Coming from a background in film production, I started really paying attention to how people speak in order to write better screenplays. It always struck me as odd how unnatural the speech feels in a lot of even the best written scripts, and I wanted to determine why that was, and how I could do it better.

What I realized from this is that character's thoughts always come out way too well formed. Listening to actual people speak, they start, stop, rephrase and continue so many times that it wouldn't make any sense written down. That obviously shouldn't even be replicated in scripts because movies would wind up longer and even harder to understand. And when actual people speak, half the time they don't even use actual words. You wind up talking about that thingy that goes bzzt and *flail*. So only quirky characters on TV talk like actual people, like the Doctor. With his thingy that goes ding when there's stuff.

So, I started trying to emulate "normal" characters, and speak in an articulated, well-formed, clear and concise manner. Because if I can't make my characters talk like actual people, I need to have actual people talk like characters. Which is I guess why I speak in movie quotes, song lyrics, rage comics and tvtropes. It also means that I tend to speak relatively slowly, unless you get me all excited about something, and I tend to think a lot before responding. And so I found this particular information terribly interesting...

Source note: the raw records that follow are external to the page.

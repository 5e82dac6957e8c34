//! HTTP serving runtime on axum.
//!
//! [`HttpRuntime`] receives every [`HttpRoute`] from the registrar and turns
//! it into an axum method route.  Routes sharing a path are merged into one
//! `MethodRouter`, so `GET /items/{id}` and `DELETE /items/{id}` live on the
//! same axum path.
//!
//! # Per-request flow
//!
//! ```text
//! axum request ──extract──► InboundRequest ──synthesized handler──► HttpReply ──► axum response
//! ```
//!
//! Extraction is lenient on purpose: an undecodable query string or body is
//! recorded on the [`InboundRequest`] and reported by the resolver as a
//! validation failure, so the client gets the same JSON error shape as for
//! any other bad input.

use std::collections::{BTreeMap, HashMap};
use std::convert::Infallible;
use std::sync::Arc;

use anyhow::Context;
use axum::body::Bytes;
use axum::extract::{Path, Query, Request, State};
use axum::http::header::{self, HeaderMap, HeaderName, HeaderValue};
use axum::http::{Method, StatusCode, Uri};
use axum::middleware::{self, Next};
use axum::response::{IntoResponse, Response};
use axum::routing::{MethodFilter, MethodRouter};
use axum::Router;
use tokio::net::TcpListener;
use tokio::sync::watch;
use tracing::{debug, info};
use trigger_core::cors::HeaderPairs;
use trigger_core::{
    failure_reply, BodyDocument, CorsPolicy, Failure, HttpHandler, HttpMethod, HttpReply,
    HttpRoute, InboundRequest, ServingRuntime, SocketRoute,
};

// ── Runtime ───────────────────────────────────────────────────────────────────

/// Collects HTTP routes and builds the axum [`Router`].
#[derive(Default)]
pub struct HttpRuntime {
    paths: BTreeMap<String, MethodRouter>,
    routes: usize,
}

impl HttpRuntime {
    pub fn new() -> Self {
        Self::default()
    }

    pub fn route_count(&self) -> usize {
        self.routes
    }

    /// Builds the router: every bound route, a JSON 404 fallback, and the CORS
    /// layer when a policy is given.
    pub fn into_router(self, cors: Option<CorsPolicy>) -> Router {
        let mut router = Router::new();
        for (path, endpoint) in self.paths {
            router = router.route(&path, endpoint);
        }
        router = router.fallback(no_route);

        match cors {
            Some(policy) => {
                router.layer(middleware::from_fn_with_state(Arc::new(policy), apply_cors))
            }
            None => router,
        }
    }
}

impl ServingRuntime for HttpRuntime {
    type Error = Infallible;

    fn register_http(&mut self, route: &HttpRoute) -> Result<(), Self::Error> {
        let handler = route.handler.clone();
        let endpoint = self.paths.remove(&route.path).unwrap_or_default().on(
            method_filter(route.method),
            move |path: Option<Path<HashMap<String, String>>>,
                  uri: Uri,
                  headers: HeaderMap,
                  body: Bytes| {
                let handler = handler.clone();
                async move { call(handler, path, uri, headers, body).await }
            },
        );
        self.paths.insert(route.path.clone(), endpoint);
        self.routes += 1;
        Ok(())
    }

    fn register_socket(&mut self, _route: &SocketRoute) -> Result<(), Self::Error> {
        Ok(())
    }
}

fn method_filter(method: HttpMethod) -> MethodFilter {
    match method {
        HttpMethod::Get => MethodFilter::GET,
        HttpMethod::Post => MethodFilter::POST,
        HttpMethod::Put => MethodFilter::PUT,
        HttpMethod::Patch => MethodFilter::PATCH,
        HttpMethod::Delete => MethodFilter::DELETE,
        HttpMethod::Head => MethodFilter::HEAD,
        HttpMethod::Options => MethodFilter::OPTIONS,
    }
}

// ── Request / response conversion ─────────────────────────────────────────────

async fn call(
    handler: HttpHandler,
    path: Option<Path<HashMap<String, String>>>,
    uri: Uri,
    headers: HeaderMap,
    body: Bytes,
) -> Response {
    let request = inbound_request(path, &uri, &headers, &body);
    into_response(handler(request).await)
}

/// Reduces an axum request to what the resolver reads.
fn inbound_request(
    path: Option<Path<HashMap<String, String>>>,
    uri: &Uri,
    headers: &HeaderMap,
    body: &[u8],
) -> InboundRequest {
    let mut request = InboundRequest::new().with_body(BodyDocument::parse(body));

    if let Some(Path(params)) = path {
        for (name, value) in params {
            request = request.with_path_param(name, value);
        }
    }

    match Query::<Vec<(String, String)>>::try_from_uri(uri) {
        Ok(Query(pairs)) => {
            for (name, value) in pairs {
                request = request.with_query(name, value);
            }
        }
        Err(e) => request = request.with_query_error(e.body_text()),
    }

    for (name, value) in headers {
        // Non-UTF-8 header values cannot be typed parameters; skip them.
        if let Ok(value) = value.to_str() {
            request = request.with_header(name.as_str(), value);
        }
    }

    request
}

fn into_response(reply: HttpReply) -> Response {
    let (status, body) = reply.into_wire();
    let status = StatusCode::from_u16(status).unwrap_or(StatusCode::INTERNAL_SERVER_ERROR);
    (
        status,
        [(header::CONTENT_TYPE, HeaderValue::from_static("application/json"))],
        body,
    )
        .into_response()
}

async fn no_route(method: Method, uri: Uri) -> Response {
    debug!("no route for {method} {}", uri.path());
    into_response(failure_reply(&Failure::not_found(format!(
        "no route for {method} {}",
        uri.path()
    ))))
}

// ── CORS ──────────────────────────────────────────────────────────────────────

/// Applies the service-wide CORS policy.  Preflights are answered here with
/// `204` and never reach a use case.
async fn apply_cors(
    State(policy): State<Arc<CorsPolicy>>,
    request: Request,
    next: Next,
) -> Response {
    let origin = header_text(request.headers(), &header::ORIGIN);
    let requested = header_text(request.headers(), &header::ACCESS_CONTROL_REQUEST_METHOD);

    if request.method() == Method::OPTIONS && origin.is_some() && requested.is_some() {
        let mut response = StatusCode::NO_CONTENT.into_response();
        if let Some(headers) = policy.preflight_headers(origin.as_deref(), requested.as_deref()) {
            append_headers(&mut response, headers);
        }
        return response;
    }

    let mut response = next.run(request).await;
    append_headers(&mut response, policy.response_headers(origin.as_deref()));
    response
}

fn header_text(headers: &HeaderMap, name: &HeaderName) -> Option<String> {
    headers
        .get(name)
        .and_then(|value| value.to_str().ok())
        .map(str::to_owned)
}

fn append_headers(response: &mut Response, pairs: HeaderPairs) {
    for (name, value) in pairs {
        if let Ok(value) = HeaderValue::from_str(&value) {
            response
                .headers_mut()
                .append(HeaderName::from_static(name), value);
        }
    }
}

// ── Serving ───────────────────────────────────────────────────────────────────

/// Serves `router` on `listener` until `shutdown` flips to `true`.
///
/// # Errors
///
/// Returns an error if the server fails while accepting connections.
pub async fn serve_http(
    listener: TcpListener,
    router: Router,
    mut shutdown: watch::Receiver<bool>,
) -> anyhow::Result<()> {
    let addr = listener.local_addr().context("HTTP listener has no local address")?;
    info!(%addr, "HTTP server listening");

    axum::serve(listener, router)
        .with_graceful_shutdown(async move {
            while !*shutdown.borrow() {
                if shutdown.changed().await.is_err() {
                    break;
                }
            }
        })
        .await
        .context("HTTP server failed")?;

    info!("HTTP server stopped");
    Ok(())
}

Lesson 48: People talk faster now than ever before.

According to Ray Hull, a decade ago, most adults spoke at about 140 words per minute. That was already too fast for children to understand, which explains why I always needed my mom to give me instructions one at a time, as they can only process about 120 words per minute max. Now? Most people speak at 160-180 words per minute. With my sister, I presume, topping the scale at an average of 240 words per minute.

Mr. Rogers apparently talked at about 124 words per minute.

I clocked myself at 130 normally, and 250 when I talk as fast as I can.